I regularly hear from
people in or near retirement who
misunderstand how Social
Security works, dramatically underestimate life expectancies or fail
to plan for big expenses, such as long-term care or taxes.
These aren’t folks
looking for advice. They’ve already made up their minds and want to argue about
financial planning precepts, such as when to take Social Security or how much
retirement is likely to cost. But what they think they know just isn’t so.
The reality is that
most people don’t get good, objective financial advice before they retire, says
actuary Steve Vernon, consulting research scholar at the Stanford Center on
Longevity. Many people simply wing it, figuring that if they have a Social
Security check and a little savings, somehow everything will work out.
Unfortunately,
retirement is complicated, and your decisions can have irreversible
consequences. Talking with a professional — ideally a fee-only
financial planner — could save you from a costly mistake,
including any of the following.
1. Thinking you’ll
die young (or at least early)
Average life
expectancy is 79, but that’s from birth. If you make it to 65, you can expect
to live another 20 years or so.
If you die early in
retirement, your worries about paying for it are over. Live longer, though, and
you easily could outlive your money. That stacks the deck in favor of waiting to start
Social Security, since each year you put it off from age 62 to 70
increases your benefit by about 7% to 8%. That’s a guaranteed return on a
stream of income that you can’t outlive or lose in a stock market downturn.
Plus, you may live
longer than you think. The average U.S. life expectancy is just under 79, but
that’s from birth. If you make it to 65, you can expect to live another 20
years or so. Half of all women currently in their mid-50s will live to 90, as
will 1 in 3 men, according to the Society of Actuaries.

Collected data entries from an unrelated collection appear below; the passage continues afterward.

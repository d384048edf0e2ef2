//! The `ber` module decodes BER encoded data elements.
mod decoder;
mod external;
pub mod header;
mod structure;

use z3950_grammar::{Tagging, ToplevelDeclaration, UNTAGGED};

use crate::{
    context::{DecodeContext, DecoderOptions},
    cursor::ByteCursor,
    error::{DecodingError, DecodingErrorType},
    profile::{Plain, Profile},
    value::{Diagnostic, DiagnosticKind, Node},
};

/// Basic Encoding Rules
#[derive(Debug, Clone, Copy, Default)]
pub struct Ber;

impl Ber {
    /// Decodes one value of `decl` with the default options.
    pub fn decode(decl: &'static ToplevelDeclaration, input: &[u8]) -> Result<Node, DecodingError> {
        Self::decode_with(decl, input, DecoderOptions::default(), &Plain)
    }

    /// Decodes one value of `decl`, interpreting open content through `profile`.
    pub fn decode_with(
        decl: &'static ToplevelDeclaration,
        input: &[u8],
        options: DecoderOptions,
        profile: &dyn Profile,
    ) -> Result<Node, DecodingError> {
        Self::decode_component(decl.name, UNTAGGED, decl, input, options, profile)
    }

    /// Decodes `input` as the component `name [tagging] decl`.
    ///
    /// Octets behind the first complete value are reported as a
    /// `TrailingData` diagnostic on the returned node, or fail the
    /// decode if `options` do not allow trailing data.
    pub fn decode_component(
        name: &'static str,
        tagging: Tagging,
        decl: &'static ToplevelDeclaration,
        input: &[u8],
        options: DecoderOptions,
        profile: &dyn Profile,
    ) -> Result<Node, DecodingError> {
        let mut cursor = ByteCursor::new(input);
        let mut ctx = DecodeContext::new(options, profile);
        let mut node = structure::decode_component(&mut cursor, &mut ctx, name, tagging, decl)?;
        if !cursor.is_empty() {
            let offset = cursor.offset();
            if !options.allow_trailing_data {
                return Err(DecodingError::new(
                    &format!("{} octets behind {}", cursor.remaining(), decl.name),
                    DecodingErrorType::UnexpectedTrailingData,
                )
                .at(offset)
                .with_partial(node));
            }
            let span = offset..input.len();
            log::warn!("{} octets behind {} at {offset}", span.len(), decl.name);
            node.diagnostics.push(Diagnostic::warning(
                DiagnosticKind::TrailingData,
                format!("{} octets behind {}", span.len(), decl.name),
                span,
            ));
        }
        Ok(node)
    }
}

#[cfg(test)]
mod tests {
    use z3950_grammar::{
        explicit, implicit,
        types::{optional, required, AsnSequence, SequenceMember},
        z3950::{
            BOOLEAN, EXTERNAL, INTEGER, INTERNATIONAL_STRING, OPERATOR, PRESENT_STATUS, QUERY,
            REFERENCE_ID,
        },
        ASN1Type, ToplevelDeclaration, UNTAGGED,
    };

    use super::*;
    use crate::value::{Severity, Value};

    static FIELDS: [SequenceMember; 3] = [
        required("first", implicit(0), &INTEGER),
        optional("middle", implicit(1), &BOOLEAN),
        required("last", implicit(2), &INTEGER),
    ];
    static OPTIONAL_MIDDLE: ToplevelDeclaration = ToplevelDeclaration::new(
        "OptionalMiddle",
        UNTAGGED,
        ASN1Type::Sequence(AsnSequence { members: &FIELDS }),
    );
    static UNORDERED: ToplevelDeclaration =
        ToplevelDeclaration::new("Unordered", UNTAGGED, ASN1Type::Set(AsnSequence { members: &FIELDS }));

    static NESTED_FIELDS: [SequenceMember; 1] = [optional("inner", explicit(0), &NESTED)];
    static NESTED: ToplevelDeclaration = ToplevelDeclaration::new(
        "Nested",
        UNTAGGED,
        ASN1Type::Sequence(AsnSequence {
            members: &NESTED_FIELDS,
        }),
    );

    fn names(node: &Node) -> Vec<&str> {
        node.children().iter().map(|c| &*c.name).collect()
    }

    #[test]
    fn skips_absent_optional_members() {
        let node = Ber::decode(&OPTIONAL_MIDDLE, &[0x30, 0x06, 0x80, 0x01, 0x07, 0x82, 0x01, 0x09])
            .unwrap();
        assert_eq!(names(&node), vec!["first", "last"]);
        assert!(node.get("middle").is_none());
        assert_eq!(node.get("last").unwrap().as_integer(), Some(9));
        assert_eq!(node.get("last").unwrap().span, 5..8);
        assert_eq!(node.span, 0..8);
    }

    #[test]
    fn decodes_present_optional_members() {
        let node = Ber::decode(
            &OPTIONAL_MIDDLE,
            &[0x30, 0x09, 0x80, 0x01, 0x07, 0x81, 0x01, 0xFF, 0x82, 0x01, 0x09],
        )
        .unwrap();
        assert_eq!(names(&node), vec!["first", "middle", "last"]);
        assert_eq!(node.get("middle").unwrap().value, Value::Boolean(true));
    }

    #[test]
    fn decodes_indefinite_lengths() {
        let node = Ber::decode(
            &OPTIONAL_MIDDLE,
            &[0x30, 0x80, 0x80, 0x01, 0x07, 0x82, 0x01, 0x09, 0x00, 0x00],
        )
        .unwrap();
        assert_eq!(names(&node), vec!["first", "last"]);
        assert_eq!(node.span, 0..10);
        assert!(node.all_diagnostics().is_empty());
    }

    #[test]
    fn fails_on_missing_end_of_contents() {
        let err = Ber::decode(&OPTIONAL_MIDDLE, &[0x30, 0x80, 0x80, 0x01, 0x07, 0x82, 0x01, 0x09])
            .unwrap_err();
        assert_eq!(err.kind, DecodingErrorType::OutOfBounds);
    }

    #[test]
    fn selects_every_operator_alternative() {
        for (id, name) in [(0u8, "and"), (1, "or"), (2, "and-not")] {
            let node = Ber::decode(&OPERATOR, &[0xBF, 0x2E, 0x02, 0x80 | id, 0x00]).unwrap();
            assert_eq!(node.chosen(), Some(name));
            assert_eq!(node.children()[0].value, Value::Null);
        }

        let prox = [
            0xBF, 0x2E, 0x10, 0xA3, 0x0E, 0x82, 0x01, 0x02, 0x83, 0x01, 0xFF, 0x84, 0x01, 0x03,
            0xA5, 0x03, 0x81, 0x01, 0x02,
        ];
        let node = Ber::decode(&OPERATOR, &prox).unwrap();
        assert_eq!(node.chosen(), Some("prox"));
        assert_eq!(node.get("distance").unwrap().as_integer(), Some(2));
        let relation = node.get("relationType").unwrap();
        assert_eq!(relation.display.as_deref(), Some("equal"));
        let unit = node.get("proximityUnitCode").unwrap();
        assert_eq!(unit.chosen(), Some("known"));
        assert_eq!(unit.children()[0].display.as_deref(), Some("word"));
    }

    #[test]
    fn rejects_unknown_alternatives() {
        let err = Ber::decode(&OPERATOR, &[0xBF, 0x2E, 0x02, 0x87, 0x00]).unwrap_err();
        assert_eq!(err.kind, DecodingErrorType::UnknownChoiceAlternative);
        assert_eq!(err.offset, 3);
    }

    #[test]
    fn distinguishes_implicit_and_explicit_tags() {
        let implicit = Ber::decode(&REFERENCE_ID, &[0x82, 0x03, b'a', b'b', b'c']).unwrap();
        assert_eq!(implicit.value, Value::OctetString(b"abc".to_vec()));

        let explicit =
            Ber::decode(&QUERY, &[0xA2, 0x05, 0x04, 0x03, b'a', b'b', b'c']).unwrap();
        assert_eq!(explicit.chosen(), Some("type-2"));
        assert_eq!(explicit.as_str(), Some("abc"));

        let err = Ber::decode(&QUERY, &[0xA2, 0x03, 0x02, 0x01, 0x05]).unwrap_err();
        assert_eq!(err.kind, DecodingErrorType::MissingMandatoryField);
    }

    #[test]
    fn keeps_raw_octets_of_text_strings() {
        let node = Ber::decode(&INTERNATIONAL_STRING, &[0x1B, 0x04, b'c', b'a', b'f', 0xE9]).unwrap();
        assert_eq!(node.value, Value::CharacterString(vec![b'c', b'a', b'f', 0xE9]));
        assert_eq!(node.as_str(), None);
        assert_eq!(node.display.as_deref(), Some("caf\u{FFFD}"));

        let valid = Ber::decode(&INTERNATIONAL_STRING, &[0x1B, 0x03, b'd', b'o', b'g']).unwrap();
        assert_eq!(valid.as_str(), Some("dog"));
        assert_eq!(valid.display, None);
    }

    #[test]
    fn joins_segmented_strings() {
        let node = Ber::decode(
            &REFERENCE_ID,
            &[0xA2, 0x08, 0x04, 0x02, b'a', b'b', 0x04, 0x02, b'c', b'd'],
        )
        .unwrap();
        assert_eq!(node.value, Value::OctetString(b"abcd".to_vec()));
    }

    #[test]
    fn decodes_set_members_in_any_order() {
        let node = Ber::decode(&UNORDERED, &[0x31, 0x06, 0x82, 0x01, 0x09, 0x80, 0x01, 0x07])
            .unwrap();
        assert_eq!(names(&node), vec!["last", "first"]);
        assert_eq!(node.get("first").unwrap().as_integer(), Some(7));

        let err = Ber::decode(&UNORDERED, &[0x31, 0x03, 0x80, 0x01, 0x07]).unwrap_err();
        assert_eq!(err.kind, DecodingErrorType::MissingMandatoryField);
    }

    #[test]
    fn skips_trailing_extensions() {
        let input = [0x30, 0x09, 0x80, 0x01, 0x07, 0x82, 0x01, 0x09, 0x83, 0x01, 0x00];
        let node = Ber::decode(&OPTIONAL_MIDDLE, &input).unwrap();
        assert_eq!(names(&node), vec!["first", "last"]);
        let diagnostics = node.all_diagnostics();
        assert_eq!(diagnostics.len(), 1);
        assert_eq!(diagnostics[0].kind, DiagnosticKind::TrailingData);
        assert_eq!(diagnostics[0].severity, Severity::Warning);
        assert_eq!(diagnostics[0].span, 8..11);

        let strict = DecoderOptions::default().allow_trailing_data(false);
        let err = Ber::decode_with(&OPTIONAL_MIDDLE, &input, strict, &Plain).unwrap_err();
        assert_eq!(err.kind, DecodingErrorType::UnexpectedTrailingData);
        assert_eq!(err.offset, 8);
    }

    #[test]
    fn reports_octets_behind_the_message() {
        let node = Ber::decode(&PRESENT_STATUS, &[0x9B, 0x01, 0x05, 0xFF]).unwrap();
        assert_eq!(node.diagnostics.len(), 1);
        assert_eq!(node.diagnostics[0].span, 3..4);
    }

    #[test]
    fn keeps_partial_tree_of_failed_decode() {
        let err = Ber::decode(&OPTIONAL_MIDDLE, &[0x30, 0x06, 0x80, 0x01, 0x07, 0x81, 0x01, 0xFF])
            .unwrap_err();
        assert_eq!(err.kind, DecodingErrorType::MissingMandatoryField);
        assert!(err.details.contains("last"));
        let partial = err.partial.unwrap();
        assert_eq!(partial.name, "OptionalMiddle");
        assert_eq!(names(&partial), vec!["first", "middle"]);
    }

    #[test]
    fn bounds_nesting_depth() {
        let mut input = [0x30, 0x80, 0xA0, 0x80].repeat(100);
        input.extend([0x00; 400]);
        let options = DecoderOptions::default().max_depth(16);
        let err = Ber::decode_with(&NESTED, &input, options, &Plain).unwrap_err();
        assert_eq!(err.kind, DecodingErrorType::DepthLimitExceeded);
    }

    #[test]
    fn bounds_node_count() {
        let options = DecoderOptions::default().max_nodes(2);
        let err = Ber::decode_with(
            &OPTIONAL_MIDDLE,
            &[0x30, 0x06, 0x80, 0x01, 0x07, 0x82, 0x01, 0x09],
            options,
            &Plain,
        )
        .unwrap_err();
        assert_eq!(err.kind, DecodingErrorType::NodeLimitExceeded);
        assert_eq!(err.offset, 5);
    }

    #[test]
    fn keeps_unknown_external_content() {
        let octets = [
            0x28, 0x0B, 0x06, 0x03, 0x2A, 0x03, 0x04, 0x81, 0x04, b't', b'e', b'x', b't',
        ];
        let node = Ber::decode(&EXTERNAL, &octets).unwrap();
        assert_eq!(
            node.get("direct-reference").unwrap().as_oid().unwrap().to_string(),
            "1.2.3.4"
        );
        let content = node.get("encoding.octet-aligned").unwrap();
        assert_eq!(content.value, Value::OctetString(b"text".to_vec()));

        let single = [
            0x28, 0x0A, 0x06, 0x03, 0x2A, 0x03, 0x04, 0xA0, 0x03, 0x02, 0x01, 0x05,
        ];
        let node = Ber::decode(&EXTERNAL, &single).unwrap();
        let any = node.get("encoding.single-ASN1-type").unwrap();
        assert_eq!(any.value, Value::OctetString(vec![0x02, 0x01, 0x05]));
        assert_eq!(any.span, 7..12);
    }
}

People with healthy
lifestyles and more education tend to live longer than average.
2. Ignoring your
spouse
Speaking of Social Security:
When one spouse dies, one of the couple’s two Social Security checks goes away.
The survivor has to get by on the larger of the two checks. It’s important to
maximize this survivor benefit by having the higher earner delay filing for
Social Security as long as possible.
Also, married people
who will get a pension should strongly consider a “joint and survivor” option
that allows payments to continue for both lives.
3. Carrying debt into
retirement
If you’re wealthy,
having debt may not be a big deal — you have plenty of income to make the
payments, and your investments may be earning more than you’re paying in
interest. If you’re not rich, though, you may be pulling too much from your
savings to service the debt. That could increase the chances you’ll run out of
money.
Big withdrawals from
retirement funds also could push you into a higher tax bracket and increase
your Medicare premiums. Give yourself some options by planning to have debt
paid off by retirement, but consult a financial planner before you tap
retirement accounts to pay off any big debts, such as a mortgage.
4. Failing to plan
for long-term care
If there’s anything
people want to ponder less than death, it’s decrepitude. Yet someone turning 65
today has a 70% chance in the future of needing help with daily living tasks,
such as bathing, eating or dressing. Family and friends will help some, but about
half will incur costs for long-term care — and 15% will incur costs of $250,000
or more. Long-term care insurance may be one solution, or you may want to
earmark certain investments or your home equity.
5. Assuming you can
work longer
About half of retirees
report leaving the workforce earlier than they had planned. A few get lucky,
thanks to windfalls or strong stock markets. Many more retire because they lose
their jobs and can’t find replacements or because of ill health (their own or a
loved one’s). Working longer can help you make up for not saving enough, but
it’s not an option you can count on.
6. Putting off
retirement too long
With all this gloom
and doom, now I’m telling you to hurry up already? This bit of advice is for my
fellow ants living in a grasshopper world: Sometimes, the grasshoppers get it
right. Time, good health and energy are all finite resources. Spend a few
hundred bucks of your hard-earned savings on a fee-only financial planner — and
find out if it’s time to start living the future you’ve been saving for.